This State then claims for itself a hegemony of authority which leads by another logical necessity to the destruction of all other mediating authorities as well as all “localist” understandings of social organization.  The key here is to see that it is precisely the claim to hegemonic authority that most characterizes the modern Liberal State which masks its inherent totalitarianism under the rhetoric of “freedom.”  Seen in this light, the Catholic principle of subsidiarity is not properly invoked when all we are talking about is that same State “granting” a sphere of “free operation” for more local entities.  For in such a case no natural authority outside of the State is acknowledged, and only the State gets to define its own self-limitations, which is not what subsidiarity means.  True subsidiarity, as Dorothy understood, requires the recognition that there are competencies and forms of natural authority, rooted in Divine and natural law, that are aboriginally and constitutively prior to the State.   Here is how Dorothy described it in an essay she penned in the December 1949 edition of the Catholic Worker paper:

“The word anarchist is deliberately and repeatedly used in order to awaken our readers to the necessity of combating the ‘all-encroaching State,’ … and to shock serious students into looking into the possibility of another society, an order made up of associations, guilds, unions, communes, parishes - - voluntary associations of men, on regional vs. national lines, where there is a possibility of liberty and responsibility for all men.”

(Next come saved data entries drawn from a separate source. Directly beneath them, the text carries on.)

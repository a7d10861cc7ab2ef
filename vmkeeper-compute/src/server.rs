//! The server entity and its lifecycle.
//!
//! A [`Server`] is built in memory from [`ServerAttributes`], persisted with
//! [`Server::save`], and then driven through start/stop/reboot/... Every
//! mutating call is followed by a refresh so the cached attributes match the
//! hypervisor.

use serde::Deserialize;
use std::collections::BTreeMap;
use std::path::Path;
use tracing::{debug, info, instrument, warn};

use crate::address::{AddressOptions, AddressResolver, AddressStrategy, AddressTarget};
use crate::cloudinit::generate_config_iso;
use crate::config::DEFAULT_ISO_DIR;
use crate::error::{ComputeError, ConnectionError, Result, SessionError};
use crate::provisioner::{VolumeProvisioner, VolumeRequest};
use crate::remote::{proxy_command, CommandResult, SessionOptions};
use crate::service::ComputeService;
use crate::types::*;
use crate::xml::DomainXmlBuilder;

/// Default memory, KiB.
pub const DEFAULT_MEMORY_KIB: u64 = 256 * 1024;

/// Construction parameters for a [`Server`].
///
/// Every field is optional; unset fields take the documented defaults.
/// Deserializable, so servers can be described in YAML or JSON.
#[derive(Debug, Clone, Default, Deserialize)]
#[serde(default)]
pub struct ServerAttributes {
    /// Hypervisor UUID
    #[serde(alias = "uuid")]
    pub id: Option<String>,
    pub name: Option<String>,
    pub arch: Option<String>,
    pub os_type: Option<String>,
    pub domain_type: Option<String>,
    pub cpus: Option<u32>,
    /// CPU descriptor, e.g. `mode`, `model`
    pub cpu: Option<BTreeMap<String, String>>,
    /// KiB
    pub memory_size: Option<u64>,
    /// KiB
    pub max_memory_size: Option<u64>,
    pub hugepages: Option<bool>,
    pub guest_agent: Option<bool>,
    /// RNG descriptor, e.g. `backend_model`, `backend_path`
    pub virtio_rng: Option<BTreeMap<String, String>>,
    /// Any combination of `cdrom`, `fd`, `hd`, `network`
    pub boot_order: Option<Vec<String>>,
    pub persistent: Option<bool>,
    pub autostart: Option<bool>,
    pub display: Option<Display>,
    pub nics: Option<Vec<Nic>>,
    pub volumes: Option<Vec<Volume>>,

    pub username: Option<String>,
    pub public_key: Option<String>,
    pub private_key: Option<String>,
    pub password: Option<String>,

    /// Raw domain XML, submitted as-is by `save`
    pub xml: Option<String>,
    pub network_interface_type: Option<NicType>,
    pub network_nat_network: Option<String>,
    pub network_bridge_name: Option<String>,
    pub volume_name: Option<String>,
    pub volume_pool_name: Option<String>,
    pub volume_format_type: Option<String>,
    pub volume_capacity: Option<String>,
    pub volume_allocation: Option<String>,
    pub volume_template_name: Option<String>,
    /// Cloud-init payload baked into a first-boot ISO by `save`
    pub user_data: Option<String>,
    pub iso_file: Option<String>,
    pub iso_dir: Option<String>,
}

/// Options for [`Server::destroy`].
#[derive(Debug, Clone, Copy, Default, PartialEq, Eq)]
pub struct DestroyOptions {
    /// Also delete every attached volume
    pub destroy_volumes: bool,
}

/// A virtual machine on a libvirt hypervisor.
#[derive(Debug)]
pub struct Server {
    service: ComputeService,

    id: Option<String>,
    pub(crate) name: String,
    pub(crate) arch: String,
    pub(crate) os_type: String,
    pub(crate) domain_type: String,
    pub(crate) cpus: u32,
    pub(crate) cpu: BTreeMap<String, String>,
    pub(crate) memory_size: u64,
    pub(crate) max_memory_size: u64,
    pub(crate) hugepages: bool,
    pub(crate) guest_agent: bool,
    pub(crate) virtio_rng: BTreeMap<String, String>,
    pub(crate) boot_order: Vec<BootDevice>,
    persistent: bool,
    autostart: bool,
    pub(crate) display: Display,

    // Refreshed from the hypervisor
    cputime: u64,
    active: bool,
    state: DomainState,
    pub(crate) nics: Vec<Nic>,
    volume_paths: Vec<String>,
    pub(crate) volumes: Option<Vec<Volume>>,

    username: String,
    public_key: Option<String>,
    private_key: Option<String>,
    password: Option<String>,

    // Only used to provision a new server
    xml: Option<String>,
    volume_request: VolumeRequest,
    user_data: Option<String>,
    pub(crate) iso_file: Option<String>,
    pub(crate) iso_dir: String,

    resolver: AddressResolver,
}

What Dorothy did not live to see was the vindication of her position as evidenced by the exponential increase in the power of the modern State as it has equipped itself with the toys of modern technocracy and aligned itself with the emerging surveillance capitalism of Big Tech.  But she would not have been surprised. And the totalizing power of the modern State is only going to get worse as Covid rages on into its third, or fourth, or fifth “wave,”  or as the next great “emergency” emerges that putatively requires, once again, the suspension of our basic civil liberties, which are now exposed as the fragile “tolerances” of our elitist overlords.  The Hobbesian State is big enough and powerful enough to protect my State-granted “rights,” but it is also, therefore, big enough and powerful enough to take them away.  The American “Declaration of Independence” grounds our “inalienable rights” in the fact that God has granted them to all human beings.  But this principle is never explicitly endorsed in the Constitution which deliberately eschews such religious language so that the American democratic project could remain “neutral” with regard to such questions.  The Declaration of Independence may have provided the ambient cultural matrix through which the Constitution was originally read by the Protestant majority of that time.  But it is a matrix which did not gain explicit or implicit constitutional approbation, and as soon as the cultural dominance of an orthodox Protestant worldview waned, so did any notion that our constitutional ordo was rooted in God and his rational order in creation.  Thus do we eventually see, as secularism replaces Protestantism as our dominant cultural matrix, the emergence of the secular Leviathan of the “Big State” which is what Dorothy Day is explicitly rejecting.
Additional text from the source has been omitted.